- **PROMPT**
Show all lines from the data that include the word "PowerSensor".

- **DATA EXTRACTS**

// ===============================================================================
// E-PAPER PANEL
// ===============================================================================
// Waveshare 2.9" v2 (296x128, black/white) over SPI, drawn in landscape.
// The controller is initialized on the first render of a boot, woken on later
// ones, and put into deep sleep after every refresh.
// ===============================================================================

use anyhow::anyhow;
use embedded_graphics::{
    mono_font::MonoTextStyle,
    prelude::*,
    primitives::{PrimitiveStyle, Rectangle},
    text::{Baseline, Text},
};
use embedded_hal::digital::{InputPin as InputPinTrait, OutputPin as OutputPinTrait};
use embedded_hal::spi::SpiDevice;
use epaper_node_core::hal::{DisplayDriver, Font, Ink};
use epd_waveshare::{
    epd2in9_v2::{Display2in9, Epd2in9},
    prelude::*,
};
use esp_idf_hal::{
    delay::FreeRtos,
    gpio::{AnyIOPin, AnyInputPin, AnyOutputPin, Input, Output, PinDriver},
    prelude::*,
    spi::{config::Config, SpiDeviceDriver, SpiDriver, SpiDriverConfig, SPI2},
};
use log::*;
use profont::{PROFONT_12_POINT, PROFONT_18_POINT};

/// Bus error reported to the panel driver.
#[derive(Debug)]
pub struct PanelBusError;

impl embedded_hal::spi::Error for PanelBusError {
    fn kind(&self) -> embedded_hal::spi::ErrorKind {
        embedded_hal::spi::ErrorKind::Other
    }
}

impl embedded_hal::digital::Error for PanelBusError {
    fn kind(&self) -> embedded_hal::digital::ErrorKind {
        embedded_hal::digital::ErrorKind::Other
    }
}

/// ESP-IDF SPI device as an embedded-hal `SpiDevice`.
pub struct PanelSpi<'a> {
    spi: SpiDeviceDriver<'a, SpiDriver<'a>>,
}

impl embedded_hal::spi::ErrorType for PanelSpi<'_> {
    type Error = PanelBusError;
}

impl SpiDevice for PanelSpi<'_> {
    fn transaction(
        &mut self,
        operations: &mut [embedded_hal::spi::Operation<'_, u8>],
    ) -> Result<(), Self::Error> {
        for op in operations {
            match op {
                embedded_hal::spi::Operation::Write(data) => {
                    if !data.is_empty() {
                        self.spi.write(data).map_err(|_| PanelBusError)?;
                    }
                }
                embedded_hal::spi::Operation::Transfer(read, write) => {
                    if !write.is_empty() {
                        self.spi.transfer(read, write).map_err(|_| PanelBusError)?;
                    }
                }
                embedded_hal::spi::Operation::TransferInPlace(data) => {
                    if !data.is_empty() {
                        let temp = data.to_vec();
                        self.spi.transfer(data, &temp).map_err(|_| PanelBusError)?;
                    }
                }
                embedded_hal::spi::Operation::DelayNs(ns) => {
                    FreeRtos::delay_ms(ns.div_ceil(1_000_000));
                }
                _ => {}
            }
        }
        Ok(())
    }
}

/// Data/command and reset lines.
pub struct PanelPin<'a> {
    pin: PinDriver<'a, AnyOutputPin, Output>,
}

impl embedded_hal::digital::ErrorType for PanelPin<'_> {
    type Error = PanelBusError;
}

impl OutputPinTrait for PanelPin<'_> {
    fn set_low(&mut self) -> Result<(), Self::Error> {
        self.pin.set_low().map_err(|_| PanelBusError)
    }
    fn set_high(&mut self) -> Result<(), Self::Error> {
        self.pin.set_high().map_err(|_| PanelBusError)
    }
}

/// BUSY line, high while the controller is refreshing.
pub struct PanelBusy<'a> {
    pin: PinDriver<'a, AnyInputPin, Input>,
}

impl embedded_hal::digital::ErrorType for PanelBusy<'_> {
    type Error = PanelBusError;
}

impl InputPinTrait for PanelBusy<'_> {
    fn is_high(&mut self) -> Result<bool, Self::Error> {
        Ok(self.pin.is_high())
    }
    fn is_low(&mut self) -> Result<bool, Self::Error> {
        Ok(self.pin.is_low())
    }
}

type Panel = Epd2in9<
    PanelSpi<'static>,
    PanelBusy<'static>,
    PanelPin<'static>,
    PanelPin<'static>,
    FreeRtos,
>;

/// Control lines, held until the controller is first initialized.
struct PanelLines {
    busy: PanelBusy<'static>,
    dc: PanelPin<'static>,
    rst: PanelPin<'static>,
}

/// Frame buffer plus the lazily initialized panel controller.
pub struct EpaperDisplay {
    spi: PanelSpi<'static>,
    lines: Option<PanelLines>,
    panel: Option<Panel>,
    awake: bool,
    frame: Display2in9,
    delay: FreeRtos,
}

impl EpaperDisplay {
    /// Sets up the SPI bus and control lines. The panel itself is not touched yet.
    #[allow(clippy::too_many_arguments)]
    pub fn new(
        spi: SPI2,
        sclk: AnyOutputPin,
        mosi: AnyOutputPin,
        cs: AnyOutputPin,
        busy: AnyInputPin,
        dc: AnyOutputPin,
        rst: AnyOutputPin,
    ) -> anyhow::Result<Self> {
        info!("Initializing e-paper SPI bus...");

        let spi_config = Config::new().baudrate(4.MHz().into());
        let spi_driver = SpiDriver::new(
            spi,
            sclk,
            mosi,
            None::<AnyIOPin>,
            &SpiDriverConfig::new(),
        )?;
        let spi_device = SpiDeviceDriver::new(spi_driver, Some(cs), &spi_config)?;

        let lines = PanelLines {
            busy: PanelBusy {
                pin: PinDriver::input(busy)?,
            },
            dc: PanelPin {
                pin: PinDriver::output(dc)?,
            },
            rst: PanelPin {
                pin: PinDriver::output(rst)?,
            },
        };

        let mut frame = Display2in9::default();
        frame.set_rotation(DisplayRotation::Rotate90);

        Ok(Self {
            spi: PanelSpi { spi: spi_device },
            lines: Some(lines),
            panel: None,
            awake: false,
            frame,
            delay: FreeRtos,
        })
    }

    fn color(ink: Ink) -> Color {
        match ink {
            Ink::Black => Color::Black,
            Ink::White => Color::White,
        }
    }
}

impl DisplayDriver for EpaperDisplay {
    fn init(&mut self) -> anyhow::Result<()> {
        match self.panel.as_mut() {
            Some(panel) => {
                if !self.awake {
                    panel
                        .wake_up(&mut self.spi, &mut self.delay)
                        .map_err(|e| anyhow!("E-paper wake up failed: {:?}", e))?;
                }
            }
            None => {
                let lines = self
                    .lines
                    .take()
                    .ok_or_else(|| anyhow!("E-paper control lines lost after a failed init"))?;
                let panel = Epd2in9::new(
                    &mut self.spi,
                    lines.busy,
                    lines.dc,
                    lines.rst,
                    &mut self.delay,
                    None,
                )
                .map_err(|e| anyhow!("E-paper initialization failed: {:?}", e))?;
                self.panel = Some(panel);
                info!("E-paper initialized");
            }
        }
        self.awake = true;
        Ok(())
    }

    fn size(&self) -> Size {
        self.frame.bounding_box().size
    }

    fn begin_frame(&mut self) -> anyhow::Result<()> {
        self.frame
            .clear(Color::White)
            .map_err(|e| anyhow!("Frame clear failed: {:?}", e))
    }

    fn fill_rect(&mut self, area: Rectangle, ink: Ink) -> anyhow::Result<()> {
        area.into_styled(PrimitiveStyle::with_fill(Self::color(ink)))
            .draw(&mut self.frame)
            .map_err(|e| anyhow!("Fill failed: {:?}", e))
    }

    fn outline_rect(&mut self, area: Rectangle, ink: Ink) -> anyhow::Result<()> {
        area.into_styled(PrimitiveStyle::with_stroke(Self::color(ink), 1))
            .draw(&mut self.frame)
            .map_err(|e| anyhow!("Outline failed: {:?}", e))
    }

    fn text(&mut self, cursor: Point, text: &str, font: Font, ink: Ink) -> anyhow::Result<()> {
        let face = match font {
            Font::Headline => &PROFONT_18_POINT,
            Font::Body => &PROFONT_12_POINT,
        };
        let style = MonoTextStyle::new(face, Self::color(ink));
        Text::with_baseline(text, cursor, style, Baseline::Top)
            .draw(&mut self.frame)
            .map_err(|e| anyhow!("Text failed: {:?}", e))?;
        Ok(())
    }

    fn end_frame(&mut self) -> anyhow::Result<()> {
        let panel = self
            .panel
            .as_mut()
            .ok_or_else(|| anyhow!("E-paper not initialized"))?;

        // blocks on BUSY until the refresh is done
        panel
            .update_and_display_frame(&mut self.spi, self.frame.buffer(), &mut self.delay)
            .map_err(|e| anyhow!("E-paper refresh failed: {:?}", e))?;

        panel
            .sleep(&mut self.spi, &mut self.delay)
            .map_err(|e| anyhow!("E-paper sleep failed: {:?}", e))?;
        self.awake = false;
        debug!("E-paper refreshed and asleep");
        Ok(())
    }
}
// ===============================================================================
// ESP32 E-Paper Information Node
// ===============================================================================
// Battery powered node that spends almost all of its time in deep sleep:
// - Wakes on a timer, listens briefly on an MQTT topic for key=value content
// - Redraws a 2.9" e-paper panel only when the content changed
// - Forces a redraw on cold boot and after a run of idle wakes
// - Keeps content and counters in RTC memory across sleeps
// ===============================================================================

use core::time::Duration;

use anyhow::Context;
use epaper_node_core::hal::PowerControl;
use epaper_node_core::{Devices, DutyCycleScheduler, NodeConfig, PersistentStore};
use esp_idf_hal::{gpio::InputPin, gpio::OutputPin, peripherals::Peripherals};
use esp_idf_svc::{eventloop::EspSystemEventLoop, nvs::EspDefaultNvsPartition};
use log::*;

mod battery;
mod epaper;
mod network;
mod retained;
mod secrets;
mod system;

use crate::battery::BatterySensor;
use crate::epaper::EpaperDisplay;
use crate::network::{MqttChannel, WifiNetwork};
use crate::secrets::{Secrets, SECRETS_TOML};
use crate::system::{EspClock, EspPower};

// ===============================================================================
// CONFIGURATION
// ===============================================================================

/// Reads the `[node]` settings, falling back to defaults if they are unusable.
fn load_node_config() -> NodeConfig {
    match NodeConfig::from_toml_document(SECRETS_TOML) {
        Ok(config) => config,
        Err(e) => {
            error!("Invalid [node] settings, using defaults: {:#}", e);
            NodeConfig::default()
        }
    }
}

// ===============================================================================
// WAKE EPISODE
// ===============================================================================

/// Brings up the peripherals and runs one wake episode. Does not return on
/// success: the episode ends in deep sleep.
fn run(config: NodeConfig) -> anyhow::Result<()> {
    let secrets = Secrets::load()?;

    let region = retained::take().context("Retained region already in use")?;
    let store = PersistentStore::open(region);

    let peripherals = Peripherals::take()?;
    let pins = peripherals.pins;
    let sys_loop = EspSystemEventLoop::take()?;
    let nvs = EspDefaultNvsPartition::take()?;

    let network = WifiNetwork::new(peripherals.modem, sys_loop, nvs, &secrets.wifi)?;
    let channel = MqttChannel::new(&secrets.mqtt);

    // Pin assignments (Waveshare e-Paper ESP32 driver board)
    let display = EpaperDisplay::new(
        peripherals.spi2,
        pins.gpio13.downgrade_output(),
        pins.gpio14.downgrade_output(),
        pins.gpio15.downgrade_output(),
        pins.gpio25.downgrade_input(),
        pins.gpio27.downgrade_output(),
        pins.gpio26.downgrade_output(),
    )?;
    let sensor = BatterySensor::new(peripherals.adc1, pins.gpio35)?;

    let devices = Devices {
        network,
        channel,
        display,
        sensor,
        power: EspPower,
        clock: EspClock,
    };

    let mut scheduler = DutyCycleScheduler::new(config, store, devices);
    scheduler.run_episode();
    Ok(())
}

// ===============================================================================
// MAIN PROGRAM
// ===============================================================================

fn main() {
    // Initialize ESP-IDF services
    esp_idf_svc::sys::link_patches();
    esp_idf_svc::log::EspLogger::initialize_default();

    info!("=== ESP32 E-Paper Node Starting ===");

    let config = load_node_config();
    let retry_after = config.timing.sleep_duration();

    if let Err(e) = run(config) {
        // the next wake retries setup from scratch
        error!("Setup failed: {:#}", e);
        let mut power = EspPower;
        power.deep_sleep(retry_after);
    }

    // only reached if deep sleep returned
    warn!("Deep sleep did not take, restarting");
    std::thread::sleep(Duration::from_secs(1));
    unsafe { esp_idf_sys::esp_restart() };
}
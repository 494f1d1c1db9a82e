//! Host-side stand-ins for the hardware collaborators.

use std::collections::VecDeque;

use core::time::Duration;

use anyhow::anyhow;
use embedded_graphics::prelude::{Point, Size};
use embedded_graphics::primitives::Rectangle;

use crate::hal::{
    Clock, DisplayDriver, Font, Ink, MessageChannel, Network, PowerControl, PowerSensor, WakeCause,
};

/// Clock that only advances when someone waits on it.
#[derive(Debug, Default)]
pub struct ManualClock {
    now: Duration,
    delays: Vec<Duration>,
}

impl ManualClock {
    pub fn new() -> Self {
        Self::default()
    }

    pub fn delays(&self) -> &[Duration] {
        &self.delays
    }
}

impl Clock for ManualClock {
    fn now(&self) -> Duration {
        self.now
    }

    fn delay(&mut self, duration: Duration) {
        self.now += duration;
        self.delays.push(duration);
    }
}

/// Network that fails a fixed number of times before connecting.
#[derive(Debug, Default)]
pub struct ScriptedNetwork {
    failures_left: u32,
    pub connect_attempts: u32,
    pub disconnects: u32,
    pub connected: bool,
}

impl ScriptedNetwork {
    pub fn failing(times: u32) -> Self {
        Self {
            failures_left: times,
            ..Self::default()
        }
    }
}

impl Network for ScriptedNetwork {
    fn connect(&mut self) -> anyhow::Result<()> {
        self.connect_attempts += 1;
        if self.failures_left > 0 {
            self.failures_left -= 1;
            return Err(anyhow!("no access point"));
        }
        self.connected = true;
        Ok(())
    }

    fn disconnect(&mut self) -> anyhow::Result<()> {
        self.disconnects += 1;
        self.connected = false;
        Ok(())
    }
}

/// Channel that hands out one scripted poll result per call.
///
/// Once the script runs out every poll returns `None`.
#[derive(Debug, Default)]
pub struct ScriptedChannel {
    script: VecDeque<anyhow::Result<Option<Vec<u8>>>>,
    failures_left: u32,
    pub connect_attempts: u32,
    pub polls: u32,
    pub disconnects: u32,
}

impl ScriptedChannel {
    pub fn new() -> Self {
        Self::default()
    }

    /// Queues `payload` after everything scripted so far.
    pub fn deliver(mut self, payload: &[u8]) -> Self {
        self.script.push_back(Ok(Some(payload.to_vec())));
        self
    }

    /// Queues `polls` empty results after everything scripted so far.
    pub fn silence(mut self, polls: usize) -> Self {
        for _ in 0..polls {
            self.script.push_back(Ok(None));
        }
        self
    }

    pub fn poll_error(mut self) -> Self {
        self.script.push_back(Err(anyhow!("broker went away")));
        self
    }

    pub fn failing_connects(mut self, times: u32) -> Self {
        self.failures_left = times;
        self
    }
}

impl MessageChannel for ScriptedChannel {
    fn connect(&mut self) -> anyhow::Result<()> {
        self.connect_attempts += 1;
        if self.failures_left > 0 {
            self.failures_left -= 1;
            return Err(anyhow!("connection refused"));
        }
        Ok(())
    }

    fn poll(&mut self) -> anyhow::Result<Option<Vec<u8>>> {
        self.polls += 1;
        self.script.pop_front().unwrap_or(Ok(None))
    }

    fn disconnect(&mut self) -> anyhow::Result<()> {
        self.disconnects += 1;
        Ok(())
    }
}

/// One drawing primitive as seen by the driver.
#[derive(Debug, Clone, PartialEq)]
pub enum DrawOp {
    Fill { area: Rectangle, ink: Ink },
    Outline { area: Rectangle, ink: Ink },
    Text { at: Point, text: String, font: Font, ink: Ink },
}

/// Display that records completed frames instead of driving a panel.
#[derive(Debug)]
pub struct RecordingDisplay {
    size: Size,
    inits: u32,
    pending: Option<Vec<DrawOp>>,
    frames: Vec<Vec<DrawOp>>,
    fail_refresh: bool,
}

impl RecordingDisplay {
    /// A 2.9" panel in landscape.
    pub fn new() -> Self {
        Self {
            size: Size::new(296, 128),
            inits: 0,
            pending: None,
            frames: Vec::new(),
            fail_refresh: false,
        }
    }

    pub fn fail_refresh(&mut self, fail: bool) {
        self.fail_refresh = fail;
    }

    pub fn frames(&self) -> &[Vec<DrawOp>] {
        &self.frames
    }

    pub fn inits(&self) -> u32 {
        self.inits
    }

    fn record(&mut self, op: DrawOp) -> anyhow::Result<()> {
        self.pending
            .as_mut()
            .ok_or_else(|| anyhow!("draw outside of a frame"))?
            .push(op);
        Ok(())
    }
}

impl DisplayDriver for RecordingDisplay {
    fn init(&mut self) -> anyhow::Result<()> {
        self.inits += 1;
        Ok(())
    }

    fn size(&self) -> Size {
        self.size
    }

    fn begin_frame(&mut self) -> anyhow::Result<()> {
        self.pending = Some(Vec::new());
        Ok(())
    }

    fn fill_rect(&mut self, area: Rectangle, ink: Ink) -> anyhow::Result<()> {
        self.record(DrawOp::Fill { area, ink })
    }

    fn outline_rect(&mut self, area: Rectangle, ink: Ink) -> anyhow::Result<()> {
        self.record(DrawOp::Outline { area, ink })
    }

    fn text(&mut self, at: Point, text: &str, font: Font, ink: Ink) -> anyhow::Result<()> {
        self.record(DrawOp::Text {
            at,
            text: text.to_string(),
            font,
            ink,
        })
    }

    fn end_frame(&mut self) -> anyhow::Result<()> {
        let frame = self
            .pending
            .take()
            .ok_or_else(|| anyhow!("no frame in progress"))?;
        if self.fail_refresh {
            return Err(anyhow!("panel busy timeout"));
        }
        self.frames.push(frame);
        Ok(())
    }
}

/// Sensor returning a fixed reading or always failing.
#[derive(Debug)]
pub struct FixedSensor(Option<u32>);

impl FixedSensor {
    pub fn ok(millivolts: u32) -> Self {
        Self(Some(millivolts))
    }

    pub fn failing() -> Self {
        Self(None)
    }
}

impl PowerSensor for FixedSensor {
    fn read_millivolts(&mut self) -> anyhow::Result<u32> {
        self.0.ok_or_else(|| anyhow!("ADC read timed out"))
    }
}

/// Power control that records sleep requests and returns.
#[derive(Debug)]
pub struct RecordingPower {
    pub cause: WakeCause,
    pub sleeps: Vec<Duration>,
}

impl RecordingPower {
    pub fn new(cause: WakeCause) -> Self {
        Self {
            cause,
            sleeps: Vec::new(),
        }
    }
}

impl PowerControl for RecordingPower {
    fn wake_cause(&self) -> WakeCause {
        self.cause
    }

    fn deep_sleep(&mut self, duration: Duration) {
        self.sleeps.push(duration);
    }
}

- **SOLUTION TO THIS TASK**
    Clock, DisplayDriver, Font, Ink, MessageChannel, Network, PowerControl, PowerSensor, WakeCause,
impl PowerSensor for FixedSensor {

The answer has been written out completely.